Lv Yifei, Dai Zhiqiang, Zhao Qile, Yang Sheng, Zhou Jinning, Liu Jingnan
GNSS Research Center, Wuhan University, 129 Luoyu Road, Wuhan 430079, China.
Sensors (Basel). 2017 Jun 6;17(6):1308. doi: 10.3390/s17061308.
The application of real-time precise point positioning (PPP) requires real-time precise orbit and clock products that should be predicted within a short time to compensate for the communication delay or data gap. Unlike orbit correction, clock correction is difficult to model and predict. The widely used linear model hardly fits long periodic trends with a small data set and exhibits significant accuracy degradation in real-time prediction when a large data set is used. This study proposes a new prediction model for maintaining short-term satellite clocks to meet the high-precision requirements of real-time clocks and provide clock extrapolation without interrupting the real-time data stream. Fast Fourier transform (FFT) is used to analyze the linear prediction residuals of real-time clocks. The periodic terms obtained through FFT are adopted in the sliding window prediction to achieve a significant improvement in short-term prediction accuracy. This study also analyzes and compares the accuracy of short-term forecasts (less than 3 h) by using different length observations. Experimental results obtained from International GNSS Service (IGS) final products and our own real-time clocks show that the 3-h prediction accuracy is better than 0.85 ns. The new model can replace IGS ultra-rapid products in the application of real-time PPP. It is also found that there is a positive correlation between the prediction accuracy and the short-term stability of on-board clocks. Compared with the accuracy of the traditional linear model, the accuracy of the static PPP using the new model of the 2-h prediction clock in N, E, and U directions is improved by about 50%. Furthermore, the static PPP accuracy of 2-h clock products is better than 0.1 m. When an interruption occurs in the real-time model, the accuracy of the kinematic PPP solution using 1-h clock prediction product is better than 0.2 m, without significant accuracy degradation. This model is of practical significance because it solves the problems of interruption and delay in data broadcast in real-time clock estimation and can meet the requirements of real-time PPP.

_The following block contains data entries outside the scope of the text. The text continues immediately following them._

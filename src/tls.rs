//! TLS adapter (§4.J): wraps a byte-stream socket in a rustls session the
//! same way [`crate::cgi::Pipe`] wraps a raw fd — `Read`/`Write` pump TLS
//! records through the underlying socket, `Source` delegates registration
//! to it unchanged, so [`crate::io::AsyncIo`] drives a TLS connection
//! exactly like a plaintext one. The read/process/write loop follows
//! rustls's own non-blocking-socket integration pattern (as documented in
//! its `tlsserver`/`tlsclient` examples); SNI dispatch is built on
//! `rustls::server::ResolvesServerCert`.

use std::cell::RefCell;
use std::collections::HashMap;
use std::io::{self, Read, Write};
use std::os::fd::{AsRawFd, RawFd};
use std::rc::Rc;
use std::sync::Arc;

use mio::event::Source;
use mio::unix::SourceFd;
use mio::{Interest, Registry, Token};
use rustls::server::{ClientHello, ResolvesServerCert};
use rustls::sign::CertifiedKey;
use rustls::{ServerConfig, ServerConnection};

/// Resolves a TLS server certificate by SNI against a pre-built,
/// read-only map (§5: "TLS server name map: read-only after build; safe
/// to share"). `default` backs connections with no SNI extension or with
/// a name this map doesn't recognize — mirrors `ServerTable::resolve`'s
/// fallback-to-first-server behavior in [`crate::routing`].
pub struct SniResolver {
    by_name: HashMap<String, Arc<CertifiedKey>>,
    default: Arc<CertifiedKey>,
}

impl SniResolver {
    pub fn new(by_name: HashMap<String, Arc<CertifiedKey>>, default: Arc<CertifiedKey>) -> Self {
        Self { by_name, default }
    }
}

impl std::fmt::Debug for SniResolver {
    fn fmt(&self, f: &mut std::fmt::Formatter<'_>) -> std::fmt::Result {
        f.debug_struct("SniResolver").field("names", &self.by_name.keys().collect::<Vec<_>>()).finish()
    }
}

impl ResolvesServerCert for SniResolver {
    fn resolve(&self, client_hello: ClientHello<'_>) -> Option<Arc<CertifiedKey>> {
        let name = client_hello.server_name()?;
        Some(self.by_name.get(name).cloned().unwrap_or_else(|| self.default.clone()))
    }
}

/// Loads a certificate chain + private key from PEM files and builds the
/// `CertifiedKey` a [`SniResolver`] entry needs.
pub fn load_certified_key(cert_path: &str, key_path: &str) -> io::Result<CertifiedKey> {
    let cert_file = std::fs::File::open(cert_path)?;
    let mut cert_reader = io::BufReader::new(cert_file);
    let chain: Vec<_> = rustls_pemfile::certs(&mut cert_reader)
        .collect::<Result<Vec<_>, _>>()
        .map_err(|e| io::Error::new(io::ErrorKind::InvalidData, e))?;

    let key_file = std::fs::File::open(key_path)?;
    let mut key_reader = io::BufReader::new(key_file);
    let key = rustls_pemfile::private_key(&mut key_reader)
        .map_err(|e| io::Error::new(io::ErrorKind::InvalidData, e))?
        .ok_or_else(|| io::Error::new(io::ErrorKind::InvalidData, "no private key found"))?;

    let signing_key = rustls::crypto::ring::sign::any_supported_type(&key)
        .map_err(|e| io::Error::new(io::ErrorKind::InvalidData, e))?;
    Ok(CertifiedKey::new(chain, signing_key))
}

/// Builds the shared `rustls::ServerConfig` every TLS-enabled listener
/// uses, with SNI resolution supplied by `resolver`.
pub fn server_config(resolver: Arc<SniResolver>) -> Arc<ServerConfig> {
    let mut config = ServerConfig::builder().with_no_client_auth().with_cert_resolver(resolver);
    config.alpn_protocols = vec![b"http/1.1".to_vec()];
    Arc::new(config)
}

/// Which direction(s) of a connection a half-close affects, mirrored
/// from `std::net::Shutdown` but named for TLS semantics: a read
/// half-close just drops whatever plaintext is buffered, a write
/// half-close sends `close_notify`.
#[derive(Debug, Clone, Copy, PartialEq, Eq)]
pub enum Shutdown {
    Read,
    Write,
    Both,
}

/// A rustls server session layered over any `Read + Write + Source +
/// AsRawFd` byte stream. `S` is almost always `mio::net::TcpStream`, but
/// nothing here assumes that — the same wrapper would work over a Unix
/// socket.
pub struct TlsStream<S> {
    sock: S,
    conn: ServerConnection,
}

impl<S: Read + Write + AsRawFd> TlsStream<S> {
    pub fn new(sock: S, config: Arc<ServerConfig>) -> io::Result<Self> {
        let conn = ServerConnection::new(config).map_err(|e| io::Error::new(io::ErrorKind::InvalidData, e))?;
        Ok(Self { sock, conn })
    }

    /// Pulls ciphertext off the socket and feeds it to rustls until
    /// either plaintext becomes available or the socket would block.
    /// Called in a loop by `Read::read` since one `read_tls` may only
    /// advance the handshake without yielding application data yet.
    fn fill_plaintext(&mut self) -> io::Result<()> {
        loop {
            if self.conn.wants_write() {
                self.flush_tls()?;
            }
            match self.conn.read_tls(&mut self.sock) {
                Ok(0) => return Ok(()),
                Ok(_) => {}
                Err(e) if e.kind() == io::ErrorKind::WouldBlock => return Err(e),
                Err(e) => return Err(e),
            }
            let state = self
                .conn
                .process_new_packets()
                .map_err(|e| io::Error::new(io::ErrorKind::InvalidData, e))?;
            if state.plaintext_bytes_to_read() > 0 || !self.conn.wants_read() {
                return Ok(());
            }
        }
    }

    /// Drains whatever TLS records rustls has queued (handshake
    /// messages, alerts, or ciphertext from a prior `Write::write`) out
    /// to the socket.
    fn flush_tls(&mut self) -> io::Result<()> {
        while self.conn.wants_write() {
            match self.conn.write_tls(&mut self.sock) {
                Ok(_) => {}
                Err(e) if e.kind() == io::ErrorKind::WouldBlock => return Err(e),
                Err(e) => return Err(e),
            }
        }
        Ok(())
    }

    /// Performs the half-close semantics §4.J specifies.
    pub fn shutdown(&mut self, how: Shutdown) -> io::Result<()> {
        match how {
            Shutdown::Read => {
                let mut discard = [0u8; 4096];
                while self.conn.reader().read(&mut discard).unwrap_or(0) > 0 {}
                Ok(())
            }
            Shutdown::Write => {
                self.conn.send_close_notify();
                self.flush_tls()?;
                self.sock.flush()
            }
            Shutdown::Both => {
                self.shutdown(Shutdown::Read)?;
                self.shutdown(Shutdown::Write)
            }
        }
    }
}

impl<S: Read + Write + AsRawFd> Read for TlsStream<S> {
    fn read(&mut self, buf: &mut [u8]) -> io::Result<usize> {
        match self.conn.reader().read(buf) {
            Ok(0) if self.conn.wants_read() => {
                self.fill_plaintext()?;
                self.conn.reader().read(buf)
            }
            other => other,
        }
    }
}

impl<S: Read + Write + AsRawFd> Write for TlsStream<S> {
    fn write(&mut self, buf: &[u8]) -> io::Result<usize> {
        let n = self.conn.writer().write(buf)?;
        self.flush_tls()?;
        Ok(n)
    }

    fn flush(&mut self) -> io::Result<()> {
        self.flush_tls()?;
        self.sock.flush()
    }
}

impl<S: AsRawFd> AsRawFd for TlsStream<S> {
    fn as_raw_fd(&self) -> RawFd {
        self.sock.as_raw_fd()
    }
}

impl<S: AsRawFd> Source for TlsStream<S> {
    fn register(&mut self, registry: &Registry, token: Token, interests: Interest) -> io::Result<()> {
        SourceFd(&self.sock.as_raw_fd()).register(registry, token, interests)
    }
    fn reregister(&mut self, registry: &Registry, token: Token, interests: Interest) -> io::Result<()> {
        SourceFd(&self.sock.as_raw_fd()).reregister(registry, token, interests)
    }
    fn deregister(&mut self, registry: &Registry) -> io::Result<()> {
        SourceFd(&self.sock.as_raw_fd()).deregister(registry)
    }
}

/// Closes the underlying socket outright — used when a handshake fails
/// before any [`AsyncIo`](crate::io::AsyncIo) wrapper has been built
/// around the stream, so there's nothing for `Shutdown::Both` to clean
/// up on the rustls side.
pub fn hard_close<S: AsRawFd>(sock: &S) {
    let fd = sock.as_raw_fd();
    unsafe {
        libc::shutdown(fd, libc::SHUT_RDWR);
    }
}

/// One of a [`TlsStream`]'s two logical halves. Unlike a plain TCP socket
/// (which the connection driver splits with `try_clone` into two
/// independent kernel file descriptions), one rustls session is one state
/// machine — so both halves here share it through a `Rc<RefCell<_>>`
/// instead. This is sound under the cooperative scheduler's "exactly one
/// poll runs at a time" rule the same way [`crate::rt::sync::AsyncMutex`]
/// relies on it: a half's `read`/`write` never holds the borrow across an
/// `.await`, so two halves are never inside the `RefCell` simultaneously.
pub struct TlsHalf<S> {
    shared: Rc<RefCell<TlsStream<S>>>,
}

impl<S> Clone for TlsHalf<S> {
    fn clone(&self) -> Self {
        Self { shared: self.shared.clone() }
    }
}

/// Wraps `stream` in a TLS session and returns two handles onto it — one
/// for the connection driver's buffered reader, one for its writer —
/// mirroring the shape `handle_connection` already uses for plaintext
/// `TcpStream::try_clone`.
pub fn split<S: Read + Write + AsRawFd>(stream: TlsStream<S>) -> (TlsHalf<S>, TlsHalf<S>) {
    let shared = Rc::new(RefCell::new(stream));
    (TlsHalf { shared: shared.clone() }, TlsHalf { shared })
}

impl<S: Read + Write + AsRawFd> TlsHalf<S> {
    /// Runs §4.J's half-close sequence on the underlying session. Either
    /// half may call this; there is only one session to shut down.
    pub fn shutdown(&self, how: Shutdown) -> io::Result<()> {
        self.shared.borrow_mut().shutdown(how)
    }
}

impl<S: Read + Write + AsRawFd> Read for TlsHalf<S> {
    fn read(&mut self, buf: &mut [u8]) -> io::Result<usize> {
        self.shared.borrow_mut().read(buf)
    }
}

impl<S: Read + Write + AsRawFd> Write for TlsHalf<S> {
    fn write(&mut self, buf: &[u8]) -> io::Result<usize> {
        self.shared.borrow_mut().write(buf)
    }
    fn flush(&mut self) -> io::Result<()> {
        self.shared.borrow_mut().flush()
    }
}

impl<S: AsRawFd> AsRawFd for TlsHalf<S> {
    fn as_raw_fd(&self) -> RawFd {
        self.shared.borrow().as_raw_fd()
    }
}

impl<S: AsRawFd> Source for TlsHalf<S> {
    fn register(&mut self, registry: &Registry, token: Token, interests: Interest) -> io::Result<()> {
        SourceFd(&self.as_raw_fd()).register(registry, token, interests)
    }
    fn reregister(&mut self, registry: &Registry, token: Token, interests: Interest) -> io::Result<()> {
        SourceFd(&self.as_raw_fd()).reregister(registry, token, interests)
    }
    fn deregister(&mut self, registry: &Registry) -> io::Result<()> {
        SourceFd(&self.as_raw_fd()).deregister(registry)
    }
}

impl<S: Read + Write + AsRawFd> crate::io::HalfClose for TlsHalf<S> {
    fn shutdown_write(&mut self) {
        let _ = TlsHalf::shutdown(self, Shutdown::Write);
    }
}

实时精密单点定位(PPP)的应用需要实时精密轨道和时钟产品,这些产品应在短时间内进行预测,以补偿通信延迟或数据间隙。与轨道校正不同,时钟校正难以建模和预测。广泛使用的线性模型很难用小数据集拟合长周期趋势,并且在使用大数据集进行实时预测时会出现显著的精度下降。本研究提出了一种用于维持短期卫星时钟的新预测模型,以满足实时时钟的高精度要求,并在不中断实时数据流的情况下提供时钟外推。快速傅里叶变换(FFT)用于分析实时时钟的线性预测残差。通过FFT获得的周期项被用于滑动窗口预测,以显著提高短期预测精度。本研究还分析和比较了使用不同长度观测值的短期预报(小于3小时)的精度。从国际全球导航卫星系统服务(IGS)最终产品和我们自己的实时时钟获得的实验结果表明,3小时预测精度优于0.85纳秒。新模型可在实时PPP应用中替代IGS超快产品。还发现预测精度与车载时钟的短期稳定性之间存在正相关。与传统线性模型的精度相比,使用新模型的2小时预测时钟在N、E和U方向上的静态PPP精度提高了约50%。此外,2小时时钟产品的静态PPP精度优于0.1米。当实时模型出现中断时,使用1小时时钟预测产品的动态PPP解算精度优于0.2米,精度没有显著下降。该模型具有实际意义,因为它解决了实时时钟估计中数据广播的中断和延迟问题,能够满足实时PPP的要求。